Ever since Babel's tower, learning languages has been the main hurdle in cross-cultural communication.
At that time, man's pride was so audacious that he felt he could do anything, even build a stairway to God's dwelling place. It's interesting that God recognized man's nearly limitless potential, and to hear the Bible tell it, he had to twist their tongues to keep them from reaching it.
Generations in the future, even with all our advances in computers and technology, our inability to talk to each other still limits our capacity to work together across borders.
In college, I thought I'd take a step toward fixing that by learning Chinese. I had been on missions trips to China and felt I'd have a better chance at communicating with sensitivity on future journeys if I used the people's heart language. Not to mention that it would help me travel, and it wouldn't hurt my job prospects if I could speak a language that almost a sixth of the world's population uses every day.

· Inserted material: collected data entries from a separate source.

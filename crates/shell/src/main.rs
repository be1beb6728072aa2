//! Responsive box shell - lays out a box configuration and prints the
//! resulting rectangles.

use anyhow::Result;
use clap::Parser;
use tracing::{info, Level};
use tracing_subscriber::FmtSubscriber;

use layout::{Item, ItemLocation, SizeConfig};
use widgets::{ResponsiveBox, ResponsiveBoxOptions};

/// Responsive box layout shell
#[derive(Parser, Debug)]
#[command(author, version, about, long_about = None)]
struct Args {
    /// Layout configuration file (JSON); a built-in dashboard sample
    /// is used when omitted
    layout: Option<String>,

    /// Container width
    #[arg(long, default_value = "1280")]
    width: f32,

    /// Container height
    #[arg(long, default_value = "720")]
    height: f32,

    /// Viewport width driving screen classification; defaults to the
    /// container width
    #[arg(long)]
    viewport_width: Option<f32>,

    /// Enable verbose logging
    #[arg(short, long)]
    verbose: bool,
}

/// A header/sidebar/content/footer arrangement exercising spans.
fn sample_options() -> ResponsiveBoxOptions {
    ResponsiveBoxOptions {
        rows: vec![
            SizeConfig::ratio(1.0),
            SizeConfig::ratio(4.0),
            SizeConfig::ratio(1.0),
        ],
        cols: vec![SizeConfig::ratio(1.0), SizeConfig::ratio(3.0)],
        items: vec![
            Item::new("header", ItemLocation::with_span(0, 0, 1, 2)),
            Item::new("sidebar", ItemLocation::new(1, 0)),
            Item::new("content", ItemLocation::new(1, 1)),
            Item::new("footer", ItemLocation::with_span(2, 0, 1, 2)),
        ],
        single_column_screen: "xs".to_string(),
        ..ResponsiveBoxOptions::default()
    }
}

fn load_options(path: &str) -> Result<ResponsiveBoxOptions> {
    let text = std::fs::read_to_string(path)?;
    Ok(serde_json::from_str(&text)?)
}

fn main() -> Result<()> {
    let args = Args::parse();

    // Initialize logging
    let log_level = if args.verbose { Level::DEBUG } else { Level::INFO };
    let subscriber = FmtSubscriber::builder()
        .with_max_level(log_level)
        .finish();
    tracing::subscriber::set_global_default(subscriber)?;

    let mut options = match &args.layout {
        Some(path) => {
            info!("Loading layout from: {}", path);
            load_options(path)?
        }
        None => sample_options(),
    };
    options.width = args.width;
    options.height = args.height;

    let item_labels: Vec<String> = options.items.iter().map(|item| item.label.clone()).collect();

    let mut widget = ResponsiveBox::new(options);
    widget.render()?;
    widget.on_resize(args.viewport_width.unwrap_or(args.width))?;

    let screen = widget.current_screen().unwrap_or("none");
    info!("Screen class: {}", screen);

    for (index, label) in item_labels.iter().enumerate() {
        match widget.item_node(index).and_then(|id| widget.tree().get(id)) {
            Some(render_box) => {
                let rect = render_box.rect;
                println!(
                    "{label}: x={} y={} w={} h={}",
                    rect.x, rect.y, rect.width, rect.height
                );
            }
            None => println!("{label}: (not laid out on {screen})"),
        }
    }

    Ok(())
}

#[cfg(test)]
mod tests {
    use super::*;

    #[test]
    fn test_args_default() {
        let args = Args::parse_from(["responsive-box"]);
        assert!(args.layout.is_none());
        assert_eq!(args.width, 1280.0);
        assert_eq!(args.height, 720.0);
        assert!(!args.verbose);
    }

    #[test]
    fn test_args_with_layout_file() {
        let args = Args::parse_from(["responsive-box", "dashboard.json", "--width", "640"]);
        assert_eq!(args.layout.as_deref(), Some("dashboard.json"));
        assert_eq!(args.width, 640.0);
    }

    #[test]
    fn test_sample_options_lay_out() {
        let mut widget = ResponsiveBox::new(sample_options());
        widget.render().unwrap();
        assert!(widget.tree().root().is_some());
        // Header spans both columns.
        let header = widget.item_node(0).unwrap();
        let rect = widget.tree().get(header).unwrap().rect;
        assert_eq!(rect.width, 1280.0);
    }
}
//! Items and their grid placements.

use serde::{Deserialize, Serialize};

use crate::screen::screen_allows;

/// Index of an item in the caller's item list.
pub type ItemId = usize;

/// Grid placement of an item for one or more screen classes.
#[derive(Clone, Debug, PartialEq, Serialize, Deserialize)]
#[serde(default)]
pub struct ItemLocation {
    /// Starting row.
    pub row: usize,
    /// Starting column.
    pub col: usize,
    /// Number of rows covered (at least 1).
    pub rowspan: usize,
    /// Number of columns covered (at least 1).
    pub colspan: usize,
    /// Screen classes this placement applies to (whitespace-delimited);
    /// `None` applies everywhere.
    #[serde(skip_serializing_if = "Option::is_none")]
    pub screen: Option<String>,
}

impl ItemLocation {
    pub fn new(row: usize, col: usize) -> Self {
        Self {
            row,
            col,
            ..Self::default()
        }
    }

    pub fn with_span(row: usize, col: usize, rowspan: usize, colspan: usize) -> Self {
        Self {
            row,
            col,
            rowspan: rowspan.max(1),
            colspan: colspan.max(1),
            screen: None,
        }
    }

    pub fn for_screen(mut self, screen: impl Into<String>) -> Self {
        self.screen = Some(screen.into());
        self
    }
}

impl Default for ItemLocation {
    fn default() -> Self {
        Self {
            row: 0,
            col: 0,
            rowspan: 1,
            colspan: 1,
            screen: None,
        }
    }
}

/// An item placed in the responsive grid. The label is opaque to the
/// layout engine; widgets attach richer payloads keyed by item index.
#[derive(Clone, Debug, Default, PartialEq, Serialize, Deserialize)]
#[serde(default)]
pub struct Item {
    pub label: String,
    /// Candidate placements; at most one is active per screen class.
    pub locations: Vec<ItemLocation>,
}

impl Item {
    pub fn new(label: impl Into<String>, location: ItemLocation) -> Self {
        Self {
            label: label.into(),
            locations: vec![location],
        }
    }
}

/// One item occurrence active for the current screen class.
#[derive(Clone, Debug, PartialEq)]
pub struct ScreenItem {
    pub item: ItemId,
    pub location: ItemLocation,
}

/// Resolve each item's active placement for `screen`. Items whose
/// placements are all tagged for other screens are left out; the first
/// matching placement wins, so at most one occurrence exists per item.
pub fn screen_items(items: &[Item], screen: &str) -> Vec<ScreenItem> {
    items
        .iter()
        .enumerate()
        .filter_map(|(index, item)| {
            item.locations
                .iter()
                .find(|location| screen_allows(location.screen.as_deref(), screen))
                .map(|location| ScreenItem {
                    item: index,
                    location: ItemLocation {
                        rowspan: location.rowspan.max(1),
                        colspan: location.colspan.max(1),
                        ..location.clone()
                    },
                })
        })
        .collect()
}

#[cfg(test)]
mod tests {
    use super::*;

    #[test]
    fn test_screen_items_untagged_always_active() {
        let items = vec![
            Item::new("a", ItemLocation::new(0, 0)),
            Item::new("b", ItemLocation::new(0, 1)),
        ];

        let active = screen_items(&items, "lg");
        assert_eq!(active.len(), 2);
        assert_eq!(active[0].item, 0);
        assert_eq!(active[1].location.col, 1);
    }

    #[test]
    fn test_screen_items_filtered_by_tag() {
        let items = vec![Item {
            label: "a".to_string(),
            locations: vec![
                ItemLocation::new(0, 0).for_screen("xs sm"),
                ItemLocation::new(2, 1).for_screen("lg"),
            ],
        }];

        let active = screen_items(&items, "LG");
        assert_eq!(active.len(), 1);
        assert_eq!(active[0].location.row, 2);

        let active = screen_items(&items, "md");
        assert!(active.is_empty());
    }

    #[test]
    fn test_screen_items_first_match_wins() {
        let items = vec![Item {
            label: "a".to_string(),
            locations: vec![ItemLocation::new(0, 0), ItemLocation::new(1, 1)],
        }];

        let active = screen_items(&items, "md");
        assert_eq!(active.len(), 1);
        assert_eq!(active[0].location.row, 0);
    }

    #[test]
    fn test_screen_items_normalizes_zero_spans() {
        let items = vec![Item::new("a", ItemLocation::with_span(0, 0, 1, 1))];
        let mut raw = items.clone();
        raw[0].locations[0].rowspan = 0;
        raw[0].locations[0].colspan = 0;

        let active = screen_items(&raw, "lg");
        assert_eq!(active[0].location.rowspan, 1);
        assert_eq!(active[0].location.colspan, 1);
    }
}
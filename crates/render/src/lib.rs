//! Box rendering primitive.
//!
//! Turns the layout engine's box configurations into a tree of
//! positioned rectangles: each box lays out its children along one
//! axis from their ratio/base/min/max sizing rules, stretching them on
//! the cross axis.

pub mod instantiate;
pub mod solver;
pub mod tree;

pub use instantiate::instantiate;
pub use solver::solve_axis;
pub use tree::{RenderBox, RenderBoxId, RenderBoxKind, RenderTree};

It's been hard. Chinese is a tonal language, and a word like ma can have 5 different meanings depending on the inflection of the voice. Chinese is also monosyllabic, meaning one word is usually one syllable, represented by one character. But today's Mandarin Chinese employs a lot of compound words like feiji, the word for airplane. "Fei" means to fly, and "ji" means machine, forming the literal and quite logical "flying machine."
Even with my struggles, I've had one strength in Chinese that a lot of foreigners don't have (and I'm only saying this because people have told me so): I can keep myself from imposing a standard of what the language should and shouldn't do based on my English-tinged mind.
The point of learning a foreign language is that it's foreign, something outside the realm of what your mind has processed before. This is both the maddening and the beautiful part of tackling the task of conversing in a different tongue. Getting there can be tough, but even in little victories you feel like you've opened up another identity, taken up a new self and joined an exclusive club.
Following God is like that, too. He's so holy, set apart, so other, that everything about his character is incomprehensible to us, infinitely more difficult to understand than Greek or Chinese to the English speaker.
I think it's pretty obvious that spiritually, weakness, sin and selfishness are our vernacular, and it's going to take some hefty studying in life to get to the point where our conversations are seasoned with salt and productive for his kingdom.
I like to say I'm "studying Chinese," probably because it makes me sound impressive and exotic (to people who don't already know better). Truth is, I rarely pick up my many Chinese books, and I've failed to get a language partner who can help smooth my conversational skills.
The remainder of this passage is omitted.